«Housseynatou» de Lamine Kamara : L’histoire d’une femme intrépide

C’est l’histoire de Housseynatou, sœur jumelle de Hassanatou et fille de Mody Oury Diallo, élevée dans une société patriarcale.Par Emeraude KOUKA –
Auteur du célèbre roman Safrin ou le duel au fouet, qui ouvre sa biographie, et par lequel beaucoup de lecteurs sont entrés dans son œuvre, Lamine Kamara, né en 1940 (peu ou prou dix-huit ans avant l’indépendance de la Guinée), est incontestablement à l’école de l’innutrition des grandes légendes et des pratiques traditionnelles. L’ancrage est tel que son écriture, à bien des égards, hésite entre une fiction totale et un récit populaire. Et c’est le cas de Notoughol ou l’épreuve de la virginité qui, narrée de façon linéaire, avec une forme de vraisemblance propre au souvenir d’une histoire rapportée, semble être inspirée de faits réels ; ce, bien que Lamine Kamara nous dissuade de ce soupçon, à travers la franchise de la postface du roman, qui justifie son choix de situer l’histoire dans la ville de Dabola où, nous apprend-il, le notoughol n’est pas pratiqué.
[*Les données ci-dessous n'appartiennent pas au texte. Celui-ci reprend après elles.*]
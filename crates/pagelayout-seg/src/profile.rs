//! Projection-profile cuts
//!
//! Row and column intensity sums of a gray page compared against a
//! fraction of the all-white sum. A row (column) qualifies when its sum is
//! below `max_sum * (1 - pct / 100)`; consecutive qualifying rows are
//! reported as inclusive `(start, end)` runs.

use crate::{SegError, SegResult};
use pagelayout_color::convert_to_gray;
use pagelayout_core::PageImage;

/// Inclusive run of row or column indices
pub type CutRange = (u32, u32);

/// Row and column runs of one page
#[derive(Debug, Clone, Default, PartialEq, Eq)]
pub struct ProfileCuts {
    /// Runs of qualifying rows
    pub rows: Vec<CutRange>,
    /// Runs of qualifying columns
    pub columns: Vec<CutRange>,
}

fn check_percentage(pct: f64) -> SegResult<()> {
    if !pct.is_finite() || !(0.0..=100.0).contains(&pct) {
        return Err(SegError::InvalidParameter(format!(
            "profile threshold must be a percentage in [0, 100], got {}",
            pct
        )));
    }
    Ok(())
}

fn require_gray(gray: &PageImage) -> SegResult<()> {
    if !gray.is_gray() {
        return Err(pagelayout_color::ColorError::UnsupportedChannels {
            expected: "1 (gray)",
            actual: gray.channels().count(),
        }
        .into());
    }
    Ok(())
}

/// Group sorted indices into maximal runs of consecutive values.
fn runs(indices: impl IntoIterator<Item = u32>) -> Vec<CutRange> {
    let mut ranges: Vec<CutRange> = Vec::new();
    for i in indices {
        match ranges.last_mut() {
            Some((_, end)) if *end + 1 == i => *end = i,
            _ => ranges.push((i, i)),
        }
    }
    ranges
}

fn qualifying(sums: &[u64], length: u32, pct: f64) -> Vec<CutRange> {
    let max_sum = length as f64 * 255.0;
    let limit = max_sum * (1.0 - pct / 100.0);
    runs(
        sums.iter()
            .enumerate()
            .filter(|&(_, &s)| (s as f64) < limit)
            .map(|(i, _)| i as u32),
    )
}

/// Runs of rows whose intensity sum is below `width * 255 * (1 - pct/100)`.
pub fn row_cuts(gray: &PageImage, threshold_pct: f64) -> SegResult<Vec<CutRange>> {
    check_percentage(threshold_pct)?;
    require_gray(gray)?;
    let sums: Vec<u64> = (0..gray.height())
        .map(|y| gray.row(y).iter().map(|&v| v as u64).sum())
        .collect();
    Ok(qualifying(&sums, gray.width(), threshold_pct))
}

/// Runs of columns whose intensity sum is below
/// `height * 255 * (1 - pct/100)`.
pub fn column_cuts(gray: &PageImage, threshold_pct: f64) -> SegResult<Vec<CutRange>> {
    check_percentage(threshold_pct)?;
    require_gray(gray)?;
    let mut sums = vec![0u64; gray.width() as usize];
    for y in 0..gray.height() {
        for (sum, &v) in sums.iter_mut().zip(gray.row(y)) {
            *sum += v as u64;
        }
    }
    Ok(qualifying(&sums, gray.height(), threshold_pct))
}

/// Row and column cuts of a page; RGB input is converted to gray first.
pub fn profile_cuts(image: &PageImage, row_pct: f64, column_pct: f64) -> SegResult<ProfileCuts> {
    let gray = convert_to_gray(image)?;
    Ok(ProfileCuts {
        rows: row_cuts(&gray, row_pct)?,
        columns: column_cuts(&gray, column_pct)?,
    })
}

#[cfg(test)]
mod tests {
    use super::*;
    use pagelayout_core::{Box, Channels};

    fn page_with(blocks: &[Box]) -> PageImage {
        let page = PageImage::new_filled(20, 10, Channels::Gray, 255).unwrap();
        let mut page = page.try_into_mut().unwrap();
        for b in blocks {
            page.fill_rect(b, 0);
        }
        page.into()
    }

    #[test]
    fn test_runs_are_maximal() {
        assert_eq!(runs([1, 2, 3, 7, 9, 10]), vec![(1, 3), (7, 7), (9, 10)]);
        assert_eq!(runs([4]), vec![(4, 4)]);
        assert!(runs([]).is_empty());
    }

    #[test]
    fn test_row_and_column_cuts() {
        let page = page_with(&[
            Box::new_unchecked(0, 2, 20, 2),
            Box::new_unchecked(5, 7, 3, 1),
        ]);
        // Any ink at all qualifies at 0%.
        assert_eq!(row_cuts(&page, 0.0).unwrap(), vec![(2, 3), (7, 7)]);
        // Row 7 is only 15% ink.
        assert_eq!(row_cuts(&page, 50.0).unwrap(), vec![(2, 3)]);
        assert_eq!(column_cuts(&page, 0.0).unwrap(), vec![(0, 19)]);
        assert_eq!(column_cuts(&page, 25.0).unwrap(), vec![(5, 7)]);
    }

    #[test]
    fn test_hundred_percent_matches_nothing() {
        let page = page_with(&[Box::new_unchecked(0, 0, 20, 10)]);
        assert!(row_cuts(&page, 100.0).unwrap().is_empty());
    }

    #[test]
    fn test_profile_cuts_rgb() {
        let page = PageImage::new_filled(10, 10, Channels::Rgb, 255).unwrap();
        let mut page = page.try_into_mut().unwrap();
        page.fill_rect_rgb(&Box::new_unchecked(0, 4, 10, 1), 0, 0, 0);
        let cuts = profile_cuts(&page.into(), 5.0, 5.0).unwrap();
        assert_eq!(cuts.rows, vec![(4, 4)]);
        assert_eq!(cuts.columns, vec![(0, 9)]);

        // One dark pixel in ten sits exactly on the 10% limit.
        let page = PageImage::new_filled(10, 10, Channels::Gray, 255).unwrap();
        let mut page = page.try_into_mut().unwrap();
        page.fill_rect(&Box::new_unchecked(0, 4, 10, 1), 0);
        let cuts = profile_cuts(&page.into(), 10.0, 10.0).unwrap();
        assert!(cuts.columns.is_empty());
    }

    #[test]
    fn test_invalid_percentage() {
        let page = page_with(&[]);
        for pct in [-1.0, 100.5, f64::NAN] {
            assert!(matches!(
                row_cuts(&page, pct),
                Err(SegError::InvalidParameter(_))
            ));
        }
        let rgb = PageImage::new(2, 2, Channels::Rgb).unwrap();
        assert!(matches!(column_cuts(&rgb, 10.0), Err(SegError::Color(_))));
    }
}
Soit. L’histoire se déroule néanmoins dans une période qui semble être post-coloniale, avec des atavismes plutôt revêches.
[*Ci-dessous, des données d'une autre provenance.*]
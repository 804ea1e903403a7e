//! pagelayout-seg - Page layout analysis
//!
//! This crate finds and labels the layout regions of a page image:
//!
//! - **Detection** ([`detect`]): merge nearby ink by dilation and take the
//!   outer blobs as regions
//! - **Classification** ([`classify`]): ranked rule table over density,
//!   aspect and edge measurements
//! - **Relationships** ([`relation`]): alignment and containment between
//!   region pairs
//! - **Pipeline** ([`pipeline`]): binarize, detect, relate
//! - **Profile cuts** ([`profile`]): row and column projection runs
//!
//! # Quick Start
//!
//! ```
//! use pagelayout_core::{Box, Channels, PageImage};
//! use pagelayout_seg::analyze_layout;
//!
//! let page = PageImage::new_filled(400, 400, Channels::Gray, 255).unwrap();
//! let mut page = page.try_into_mut().unwrap();
//! page.fill_rect(&Box::new_unchecked(125, 125, 150, 150), 0);
//!
//! let result = analyze_layout(&page.into(), 50.0).unwrap();
//! print!("{}", result);
//! ```

pub mod classify;
pub mod detect;
mod error;
pub mod options;
pub mod pipeline;
pub mod profile;
pub mod relation;
mod report;

pub use error::{SegError, SegResult};

pub use classify::{
    CLASSIFICATION_RULES, ClassificationRule, LINE_EDGE_DENSITY_MAX, RegionFeatures, RegionKind,
    classify_features, classify_region,
};
pub use detect::{Region, detect_regions, detect_regions_with_options};
pub use options::{ClassificationThresholds, Granularity, LayoutOptions};
pub use pipeline::{AnalysisResult, LayoutAnalyzer, analyze_layout, analyze_layout_with_options};
pub use profile::{CutRange, ProfileCuts, column_cuts, profile_cuts, row_cuts};
pub use relation::{
    ALIGNMENT_TOLERANCE, RelationKind, Relationship, analyze_relationships,
    analyze_relationships_with_tolerance, relate,
};

// The pipeline's first stage, for callers that only need the mask
pub use pagelayout_color::binarize;

// Re-export core for convenience
pub use pagelayout_core;
//! Structuring Element (SEL) for morphological operations
//!
//! A structuring element defines the neighborhood used in morphological
//! operations. The origin `(cx, cy)` is the reference point that lands on
//! the destination pixel.

use crate::{MorphError, MorphResult};

/// Element type in a structuring element
#[derive(Debug, Clone, Copy, PartialEq, Eq, Default)]
#[repr(u8)]
pub enum SelElement {
    /// Don't care - this position is ignored
    #[default]
    DontCare = 0,
    /// Hit - this position belongs to the neighborhood
    Hit = 1,
}

/// Structuring Element (SEL)
///
/// # Examples
///
/// ```
/// use pagelayout_morph::Sel;
///
/// let sel = Sel::create_square(4).unwrap();
/// assert_eq!((sel.origin_x(), sel.origin_y()), (2, 2));
/// assert_eq!(sel.hit_count(), 16);
/// ```
#[derive(Debug, Clone, PartialEq, Eq)]
pub struct Sel {
    width: u32,
    height: u32,
    cx: u32,
    cy: u32,
    data: Vec<SelElement>,
}

impl Sel {
    /// Create a new structuring element with every position "don't care".
    ///
    /// The origin is placed at `(width / 2, height / 2)`.
    ///
    /// # Errors
    ///
    /// Returns [`MorphError::InvalidSel`] if either dimension is 0.
    pub fn new(width: u32, height: u32) -> MorphResult<Self> {
        if width == 0 || height == 0 {
            return Err(MorphError::InvalidSel(format!(
                "dimensions must be positive: {}x{}",
                width, height
            )));
        }
        Ok(Sel {
            width,
            height,
            cx: width / 2,
            cy: height / 2,
            data: vec![SelElement::DontCare; width as usize * height as usize],
        })
    }

    /// Create a rectangular brick of hits, origin at the center.
    pub fn create_brick(width: u32, height: u32) -> MorphResult<Self> {
        let mut sel = Self::new(width, height)?;
        sel.data.fill(SelElement::Hit);
        Ok(sel)
    }

    /// Create a `size` x `size` square of hits, origin at the center.
    pub fn create_square(size: u32) -> MorphResult<Self> {
        Self::create_brick(size, size)
    }

    /// Get the width
    #[inline]
    pub fn width(&self) -> u32 {
        self.width
    }

    /// Get the height
    #[inline]
    pub fn height(&self) -> u32 {
        self.height
    }

    /// Get the origin x coordinate
    #[inline]
    pub fn origin_x(&self) -> u32 {
        self.cx
    }

    /// Get the origin y coordinate
    #[inline]
    pub fn origin_y(&self) -> u32 {
        self.cy
    }

    /// Move the origin.
    pub fn set_origin(&mut self, cx: u32, cy: u32) -> MorphResult<()> {
        if cx >= self.width || cy >= self.height {
            return Err(MorphError::InvalidSel(format!(
                "origin ({}, {}) outside {}x{} sel",
                cx, cy, self.width, self.height
            )));
        }
        self.cx = cx;
        self.cy = cy;
        Ok(())
    }

    /// Get the element at (x, y)
    pub fn get_element(&self, x: u32, y: u32) -> Option<SelElement> {
        if x < self.width && y < self.height {
            Some(self.data[(y * self.width + x) as usize])
        } else {
            None
        }
    }

    /// Set the element at (x, y). Out-of-range positions are ignored.
    pub fn set_element(&mut self, x: u32, y: u32, elem: SelElement) {
        if x < self.width && y < self.height {
            self.data[(y * self.width + x) as usize] = elem;
        }
    }

    /// Count the hit elements
    pub fn hit_count(&self) -> usize {
        self.data.iter().filter(|&&e| e == SelElement::Hit).count()
    }

    /// Check whether every element is a hit
    pub fn is_brick(&self) -> bool {
        self.data.iter().all(|&e| e == SelElement::Hit)
    }

    /// Iterate over hit positions relative to origin
    pub fn hit_offsets(&self) -> impl Iterator<Item = (i32, i32)> + '_ {
        let cx = self.cx as i32;
        let cy = self.cy as i32;
        let width = self.width;

        self.data
            .iter()
            .enumerate()
            .filter_map(move |(idx, &elem)| {
                if elem == SelElement::Hit {
                    let x = (idx as u32 % width) as i32;
                    let y = (idx as u32 / width) as i32;
                    Some((x - cx, y - cy))
                } else {
                    None
                }
            })
    }
}
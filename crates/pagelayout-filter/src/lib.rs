//! pagelayout-filter - Gradient filtering
//!
//! Sobel edge maps of binary masks, plus the edge-density measure used to
//! tell thin rules from dense strips of text.

pub mod edge;
mod error;

pub use error::{FilterError, FilterResult};

pub use edge::{DEFAULT_EDGE_THRESHOLD, edge_density, edge_map};
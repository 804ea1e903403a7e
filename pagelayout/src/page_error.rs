//! Errors from rendering and analyzing a page

use thiserror::Error;

/// Errors from rendering a page and analyzing it
#[derive(Debug, Error)]
pub enum Error {
    /// Layout analysis failed
    #[error("layout analysis error: {0}")]
    Seg(#[from] pagelayout_seg::SegError),

    /// The requested page does not exist
    #[error("page {index} out of range: document has {count} pages")]
    PageOutOfRange { index: usize, count: usize },

    /// Zoom factor is not a finite positive number
    #[error("invalid zoom factor: {0}")]
    InvalidZoom(f32),

    /// The page source failed to render
    #[error("render error: {0}")]
    Render(#[source] Box<dyn std::error::Error + Send + Sync>),
}

/// Result type for facade operations
pub type Result<T> = std::result::Result<T, Error>;
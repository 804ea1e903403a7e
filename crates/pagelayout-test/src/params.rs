//! Regression test parameters and operations

use crate::error::{TestError, TestResult};
use crate::regout_dir;
use pagelayout_core::{BinaryMask, PageImage};
use pagelayout_io::ImageFormat;
use std::fs;

/// Regression test mode
#[derive(Debug, Clone, Copy, PartialEq, Eq, Default)]
pub enum RegTestMode {
    /// Run all comparisons (default)
    #[default]
    Compare,
    /// Run comparisons and write intermediate images
    Display,
}

impl RegTestMode {
    /// Parse mode from the `REGTEST_MODE` environment variable
    pub fn from_env() -> Self {
        match std::env::var("REGTEST_MODE")
            .unwrap_or_default()
            .to_lowercase()
            .as_str()
        {
            "display" => Self::Display,
            _ => Self::Compare,
        }
    }
}

/// Regression test parameters
///
/// Tracks the test name, current index, mode, and success status.
pub struct RegParams {
    /// Name of the test (e.g., "binarize")
    pub test_name: String,
    /// Current test index (incremented before each check)
    index: usize,
    /// Test mode
    pub mode: RegTestMode,
    /// Overall success status
    success: bool,
    /// Recorded failures
    failures: Vec<String>,
}

impl RegParams {
    /// Create new regression test parameters
    ///
    /// The mode is taken from the `REGTEST_MODE` environment variable.
    pub fn new(test_name: &str) -> Self {
        let mode = RegTestMode::from_env();

        eprintln!();
        eprintln!("////////////////////////////////////////////////");
        eprintln!("////////////////   {}_reg   ///////////////", test_name);
        eprintln!("////////////////////////////////////////////////");
        eprintln!("Mode: {:?}", mode);

        Self {
            test_name: test_name.to_string(),
            index: 0,
            mode,
            success: true,
            failures: Vec::new(),
        }
    }

    /// Get the current test index
    pub fn index(&self) -> usize {
        self.index
    }

    /// Check if in display mode
    pub fn display(&self) -> bool {
        self.mode == RegTestMode::Display
    }

    fn record_failure(&mut self, msg: String) {
        eprintln!("{}", msg);
        self.failures.push(msg);
        self.success = false;
    }

    /// Compare two floating-point values
    ///
    /// Returns `true` if `|expected - actual| <= delta`.
    pub fn compare_values(&mut self, expected: f64, actual: f64, delta: f64) -> bool {
        self.index += 1;
        let diff = (expected - actual).abs();

        if diff > delta {
            let msg = format!(
                "Failure in {}_reg: value comparison for index {}\n\
                 difference = {} but allowed delta = {}\n\
                 expected = {}, actual = {}",
                self.test_name, self.index, diff, delta, expected, actual
            );
            self.record_failure(msg);
            false
        } else {
            true
        }
    }

    /// Compare two byte strings for exact equality
    pub fn compare_strings(&mut self, data1: &[u8], data2: &[u8]) -> bool {
        self.index += 1;

        if data1 != data2 {
            let msg = format!(
                "Failure in {}_reg: string comparison for index {}\n\
                 sizes: {} vs {}\n\
                 expected: {}\n\
                 actual:   {}",
                self.test_name,
                self.index,
                data1.len(),
                data2.len(),
                String::from_utf8_lossy(data1),
                String::from_utf8_lossy(data2)
            );
            self.record_failure(msg);
            false
        } else {
            true
        }
    }

    /// Compare two masks for exact equality
    pub fn compare_masks(&mut self, mask1: &BinaryMask, mask2: &BinaryMask) -> bool {
        self.index += 1;

        if mask1.check_same_size(mask2).is_err() {
            let msg = format!(
                "Failure in {}_reg: mask comparison for index {} - dimension mismatch",
                self.test_name, self.index
            );
            self.record_failure(msg);
            return false;
        }

        let width = mask1.width();
        for (i, (a, b)) in mask1.data().iter().zip(mask2.data()).enumerate() {
            if a != b {
                let msg = format!(
                    "Failure in {}_reg: mask comparison for index {} - pixel mismatch at ({}, {})",
                    self.test_name,
                    self.index,
                    i as u32 % width,
                    i as u32 / width
                );
                self.record_failure(msg);
                return false;
            }
        }

        true
    }

    /// Compare two page images for exact equality
    pub fn compare_images(&mut self, image1: &PageImage, image2: &PageImage) -> bool {
        self.index += 1;

        if !image1.sizes_equal(image2) || image1.data() != image2.data() {
            let msg = format!(
                "Failure in {}_reg: image comparison for index {}",
                self.test_name, self.index
            );
            self.record_failure(msg);
            false
        } else {
            true
        }
    }

    /// Write a mask to `tests/regout` in display mode.
    ///
    /// Does nothing in compare mode. Returns the path written, if any.
    pub fn write_mask(&self, mask: &BinaryMask, tag: &str) -> TestResult<Option<String>> {
        if !self.display() {
            return Ok(None);
        }
        fs::create_dir_all(regout_dir())?;
        let path = format!(
            "{}/{}.{}.{}",
            regout_dir(),
            self.test_name,
            tag,
            ImageFormat::Png.extension()
        );
        if let Err(source) = pagelayout_io::write_mask(mask, &path, ImageFormat::Png) {
            return Err(TestError::Write { path, source });
        }
        eprintln!("Wrote: {}", path);
        Ok(Some(path))
    }

    /// Clean up and report results
    ///
    /// Returns `true` if all checks passed.
    pub fn cleanup(self) -> bool {
        if self.success {
            eprintln!("SUCCESS: {}_reg", self.test_name);
        } else {
            eprintln!("FAILURE: {}_reg", self.test_name);
            for failure in &self.failures {
                eprintln!("  {}", failure);
            }
        }
        eprintln!();

        self.success
    }

    /// Check if all checks have passed so far
    pub fn is_success(&self) -> bool {
        self.success
    }

    /// Get list of failures
    pub fn failures(&self) -> &[String] {
        &self.failures
    }
}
Notoughol et mariage forcé
C’est l’histoire de Housseynatou, sœur jumelle de Hassanatou et fille de Mody Oury Diallo, élevée dans une société patriarcale où les femmes sont, traditionnellement, soumises aux mutilations génitales et mariées très tôt, du moins parfois, sinon toujours, sans leur consentement. Housseynatou et sa sœur partagent d’autres aspirations et voient vite que leur avis ne compte pas. Housseynatou, à peine pubère, est d’ailleurs promise à un polygame sexagénaire : Alpha Abdoulaye Barry. Naît alors cette propension à la bravade chez cette adolescente décidée à vivre sa vie sans subir ce dictat. Lamine Kamara, qui met particulièrement en exergue le notoughol, pousse le trait sur le sujet quand la pratique traditionnelle dont Housseynatou tente de s’émanciper avec son lot de conséquences, devient gage de protection face aux potentiels violeurs, fourbes bienfaiteurs, goujats au comportement conditionné par l’irrésistible beauté de l’affriolante jeune dame. La pratique est alors dédramatisée, perçue comme jouant pleinement son rôle pour garantir la virginité de la jeune fille.
Opiniâtreté
A l’injonction sociale, Housseynatou oppose une volonté sans faille à vivre sa vie comme elle l’entend. Si le notoughol, mal nécessaire dans les cas de tentative de viol, est d’un grand secours, elle montre une certaine ténacité dans le refus de se résoudre à l’impossible. Aucune résignation face aux normes sociales, c’est dit ! Mais également un refus d’abandonner face aux nombreuses difficultés qu’elle rencontre dans la poursuite de son rêve le plus émancipateur, à savoir devenir une vedette de la chanson. Entre ses heurs et ses malheurs, son histoire semble tracée à l’avance, avec, toujours, une sorte de «bon samaritain» ou de «deus ex machina» prêt à lui apporter de l’aide au moment où tout semble perdu -c’est probablement une des facilités de ce roman qui, orientant le personnage principal vers un inévitable destin, prévoit invariablement la «personne» qui dénoue une situation désespérée.
Peut-être le narrateur (omniscient) est-il lui-même pris au jeu divin de créer un destin merveilleux à son personnage : le roman prend parfois un ton didactique qui casse le voyage narratif initial. C’est le cas du chapitre 7 «L’épreuve» qui expose l’auteur à une lubie d’essayiste, propension à des digressions discursives surérogatoires. Cela s’illustre également par l’évocation (page 61) du type d’excision selon l’Organisation mondiale de la santé. Cette (trop) grande implication du narrateur est, enfin, remarquable à travers de superflues intrusions aux pages 137 et 192.
Il importe aussi de relever le caractère superfétatoire de la postface dont le contenu, sans trop l’étendre, aurait pu être placé en «avertissement» pour préciser que le notoughol est un trait culturel propre au Fouta Djalon.